When Private Information Isn't

Personal information is the fuel that powers Facebook, Twitter, Myspace, and the other social networks, attracting users and advertisers alike. But privacy activists and regulators are taking a close look at the way all that information is collected, used, and protected, and this scrutiny could result in strict rules for network operators.

These watchdogs are finding that operators have repeatedly left personal information and subscriber data vulnerable, leading to highly visible privacy snafus that exposed users to the risk of embarrassment, identity theft, or even stalking. In February of last year, for example, Google launched its social-networking service Buzz with default settings that revealed whom users were e-mailing frequently. (Google was forced to make a settlement with the U.S. Federal Trade Commission, requiring it to submit to independent privacy audits for the next 20 years.) Then, in June, a hacker exploited a bug to capture the names and profile photos of approximately 70 percent of Foursquare users in the San Francisco area over a three-week period, regardless of privacy settings. Similar problems and allegations have plagued other social-media websites.

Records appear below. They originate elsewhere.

/// A dense matrix with a compile-time shape, stored in row-major order.
///
/// `M` is the number of rows and `N` the number of columns. Both are part of
/// the type, so adding matrices of different shapes or multiplying matrices
/// with mismatched inner dimensions does not compile.
#[derive(Debug, Clone, Copy, PartialEq, Eq, Hash)]
#[repr(transparent)]
pub struct Matrix<T, const M: usize, const N: usize> {
    data: [[T; N]; M], // data[row][col]
}

impl<T, const M: usize, const N: usize> Matrix<T, M, N> {
    /// Creates a matrix from a nested row-major array.
    #[inline]
    pub const fn new(data: [[T; N]; M]) -> Self {
        Self { data }
    }

    /// Creates a matrix whose element at `(row, col)` is `f(row, col)`.
    pub fn from_fn<F: FnMut(usize, usize) -> T>(mut f: F) -> Self {
        Self {
            data: std::array::from_fn(|m| std::array::from_fn(|n| f(m, n))),
        }
    }

    /// Returns the (rows, columns) pair of this matrix type.
    #[inline]
    pub const fn shape() -> (usize, usize) {
        (M, N)
    }

    /// Returns a reference to the underlying nested array.
    #[inline]
    pub fn data(&self) -> &[[T; N]; M] {
        &self.data
    }

    /// Returns a mutable reference to the underlying nested array.
    #[inline]
    pub fn data_mut(&mut self) -> &mut [[T; N]; M] {
        &mut self.data
    }

    #[inline]
    pub fn into_array(self) -> [[T; N]; M] {
        self.data
    }

    /// Returns all elements as a flat row-major slice.
    #[inline]
    pub fn as_slice(&self) -> &[T] {
        self.data.as_flattened()
    }

    #[inline]
    pub fn as_mut_slice(&mut self) -> &mut [T] {
        self.data.as_flattened_mut()
    }

    /// Returns a reference to an element without bounds checking.
    ///
    /// # Safety
    ///
    /// `row` must be below `M` and `col` must be below `N`.
    #[inline]
    pub unsafe fn get_unchecked(&self, row: usize, col: usize) -> &T {
        self.data.get_unchecked(row).get_unchecked(col)
    }

    /// Returns a mutable reference to an element without bounds checking.
    ///
    /// # Safety
    ///
    /// `row` must be below `M` and `col` must be below `N`.
    #[inline]
    pub unsafe fn get_unchecked_mut(&mut self, row: usize, col: usize) -> &mut T {
        self.data.get_unchecked_mut(row).get_unchecked_mut(col)
    }

    /// Returns a reference to row `m`.
    pub fn row(&self, m: usize) -> Result<&[T; N]> {
        check_index(m, M, Axis::Row)?;
        Ok(&self.data[m])
    }

    /// Returns a mutable reference to row `m`.
    pub fn row_mut(&mut self, m: usize) -> Result<&mut [T; N]> {
        check_index(m, M, Axis::Row)?;
        Ok(&mut self.data[m])
    }

    /// Applies `f` to every element, producing a matrix of the same shape.
    pub fn map<U, F: FnMut(T) -> U>(self, mut f: F) -> Matrix<U, M, N> {
        Matrix {
            data: self.data.map(|row| row.map(&mut f)),
        }
    }
}

impl<T: Copy, const M: usize, const N: usize> Matrix<T, M, N> {
    /// Creates a matrix with every element set to `value`.
    #[inline]
    pub fn from_value(value: T) -> Self {
        Self {
            data: [[value; N]; M],
        }
    }

    /// Creates a matrix from a flat row-major sequence.
    ///
    /// The sequence must hold at least `M * N` elements; any extra elements
    /// are ignored.
    pub fn from_slice(values: &[T]) -> Result<Self> {
        if values.len() < M * N {
            return Err(MatrixError::InsufficientData {
                expected: M * N,
                actual: values.len(),
            });
        }
        Ok(Self::from_fn(|m, n| values[n + m * N]))
    }

    /// Returns the element at `(row, col)` by value.
    pub fn at(&self, row: usize, col: usize) -> Result<T> {
        check_index(row, M, Axis::Row)?;
        check_index(col, N, Axis::Column)?;
        Ok(self.data[row][col])
    }

    /// Returns a copy of column `n`.
    pub fn column(&self, n: usize) -> Result<[T; M]> {
        check_index(n, N, Axis::Column)?;
        Ok(std::array::from_fn(|m| self.data[m][n]))
    }

    pub fn fill(&mut self, value: T) {
        self.data = [[value; N]; M];
    }

    /// Returns the transpose, `result[n][m] == self[m][n]`.
    pub fn transposed(&self) -> Matrix<T, N, M> {
        Matrix::from_fn(|n, m| self.data[m][n])
    }
}

impl<T: Scalar, const M: usize, const N: usize> Matrix<T, M, N> {
    #[inline]
    pub fn zeros() -> Self {
        Self::from_value(T::zero())
    }

    #[inline]
    pub fn ones() -> Self {
        Self::from_value(T::one())
    }

    /// Sets every element to zero in place.
    pub fn fill_zeros(&mut self) {
        self.fill(T::zero());
    }

    /// Sets every element to one in place.
    pub fn fill_ones(&mut self) {
        self.fill(T::one());
    }
}

fn check_index(index: usize, bound: usize, axis: Axis) -> Result<()> {
    if index >= bound {
        return Err(MatrixError::IndexOutOfRange { index, bound, axis });
    }
    Ok(())
}

impl<T: Scalar, const M: usize, const N: usize> Default for Matrix<T, M, N> {
    fn default() -> Self {
        Self::zeros()
    }
}

impl<T, const M: usize, const N: usize> From<[[T; N]; M]> for Matrix<T, M, N> {
    fn from(data: [[T; N]; M]) -> Self {
        Self::new(data)
    }
}

// Element operator. Out-of-range indices panic through the array bounds check.
impl<T, const M: usize, const N: usize> Index<(usize, usize)> for Matrix<T, M, N> {
    type Output = T;

    #[inline]
    fn index(&self, (row, col): (usize, usize)) -> &T {
        &self.data[row][col]
    }
}

impl<T, const M: usize, const N: usize> IndexMut<(usize, usize)> for Matrix<T, M, N> {
    #[inline]
    fn index_mut(&mut self, (row, col): (usize, usize)) -> &mut T {
        &mut self.data[row][col]
    }
}

impl<T: Scalar, const M: usize, const N: usize> AddAssign for Matrix<T, M, N> {
    fn add_assign(&mut self, rhs: Self) {
        for (lhs_row, rhs_row) in self.data.iter_mut().zip(rhs.data.iter()) {
            for (lhs, &rhs) in lhs_row.iter_mut().zip(rhs_row.iter()) {
                *lhs = *lhs + rhs;
            }
        }
    }
}

impl<T: Scalar, const M: usize, const N: usize> SubAssign for Matrix<T, M, N> {
    fn sub_assign(&mut self, rhs: Self) {
        for (lhs_row, rhs_row) in self.data.iter_mut().zip(rhs.data.iter()) {
            for (lhs, &rhs) in lhs_row.iter_mut().zip(rhs_row.iter()) {
                *lhs = *lhs - rhs;
            }
        }
    }
}

impl<T: Scalar, const M: usize, const N: usize> MulAssign<T> for Matrix<T, M, N> {
    fn mul_assign(&mut self, rhs: T) {
        for element in self.data.iter_mut().flatten() {
            *element = *element * rhs;
        }
    }
}

impl<T: Scalar, const M: usize, const N: usize> Add for Matrix<T, M, N> {
    type Output = Self;

    fn add(mut self, rhs: Self) -> Self {
        self += rhs;
        self
    }
}

impl<T: Scalar, const M: usize, const N: usize> Add for &Matrix<T, M, N> {
    type Output = Matrix<T, M, N>;

    fn add(self, rhs: Self) -> Matrix<T, M, N> {
        *self + *rhs
    }
}

impl<T: Scalar, const M: usize, const N: usize> Sub for Matrix<T, M, N> {
    type Output = Self;

    fn sub(mut self, rhs: Self) -> Self {
        self -= rhs;
        self
    }
}

impl<T: Scalar, const M: usize, const N: usize> Sub for &Matrix<T, M, N> {
    type Output = Matrix<T, M, N>;

    fn sub(self, rhs: Self) -> Matrix<T, M, N> {
        *self - *rhs
    }
}

impl<T: Scalar + Neg<Output = T>, const M: usize, const N: usize> Neg for Matrix<T, M, N> {
    type Output = Self;

    fn neg(self) -> Self {
        self.map(|element| -element)
    }
}

impl<T: Scalar, const M: usize, const N: usize> Mul<T> for Matrix<T, M, N> {
    type Output = Self;

    fn mul(mut self, rhs: T) -> Self {
        self *= rhs;
        self
    }
}

impl<T: Scalar, const M: usize, const N: usize> Mul<T> for &Matrix<T, M, N> {
    type Output = Matrix<T, M, N>;

    fn mul(self, rhs: T) -> Matrix<T, M, N> {
        *self * rhs
    }
}

impl<T: Scalar, const M: usize, const R: usize, const N: usize> Mul<&Matrix<T, R, N>>
    for &Matrix<T, M, R>
{
    type Output = Matrix<T, M, N>;

    /// `C[m][n] = Σ_r A[m][r] * B[r][n]`, accumulated in `T` from zero.
    fn mul(self, rhs: &Matrix<T, R, N>) -> Matrix<T, M, N> {
        let mut result = Matrix::<T, M, N>::zeros();
        for m in 0..M {
            for n in 0..N {
                let mut acc = T::zero();
                for r in 0..R {
                    // SAFETY: m < M, r < R and n < N by the loop bounds.
                    acc = acc + unsafe { *self.get_unchecked(m, r) * *rhs.get_unchecked(r, n) };
                }
                result.data[m][n] = acc;
            }
        }
        result
    }
}

impl<T: Scalar, const M: usize, const R: usize, const N: usize> Mul<Matrix<T, R, N>>
    for Matrix<T, M, R>
{
    type Output = Matrix<T, M, N>;

    fn mul(self, rhs: Matrix<T, R, N>) -> Matrix<T, M, N> {
        &self * &rhs
    }
}

/// Renders `Matrix(M, N)` followed by one tab-indented line per row, each
/// element followed by a single space.
impl<T: fmt::Display, const M: usize, const N: usize> fmt::Display for Matrix<T, M, N> {
    fn fmt(&self, f: &mut fmt::Formatter<'_>) -> fmt::Result {
        writeln!(f, "Matrix({}, {})", M, N)?;
        writeln!(f, "{{")?;
        for row in &self.data {
            f.write_str("\t")?;
            for element in row {
                write!(f, "{} ", element)?;
            }
            writeln!(f)?;
        }
        writeln!(f, "}}")
    }
}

State and federal legislation has been proposed to address these issues. A bill in Congress would greatly expand the FTC’s ability to regulate online privacy, defining e-mail addresses and precise geographical locations as personally identifiable information that must be adequately protected and compelling companies to get permission before they can collect medical and religious data.

Complying with these regulations could require social networks to make costly changes to their infrastructure. In addition, operators would be exposed to greater legal risk if they were caught collecting restricted data, whether accidentally or otherwise.

Not surprisingly, many social-network operators claim that they are complying with existing law and that more regulation is unwarranted, even counterproductive. They contend, for example, that users who face a slew of detailed questions about how they want access to their information controlled before they even start using a service may become confused and make poor privacy choices. Nevertheless, it seems likely that the freewheeling approach of the industry’s early days will be curtailed in some fashion before too long.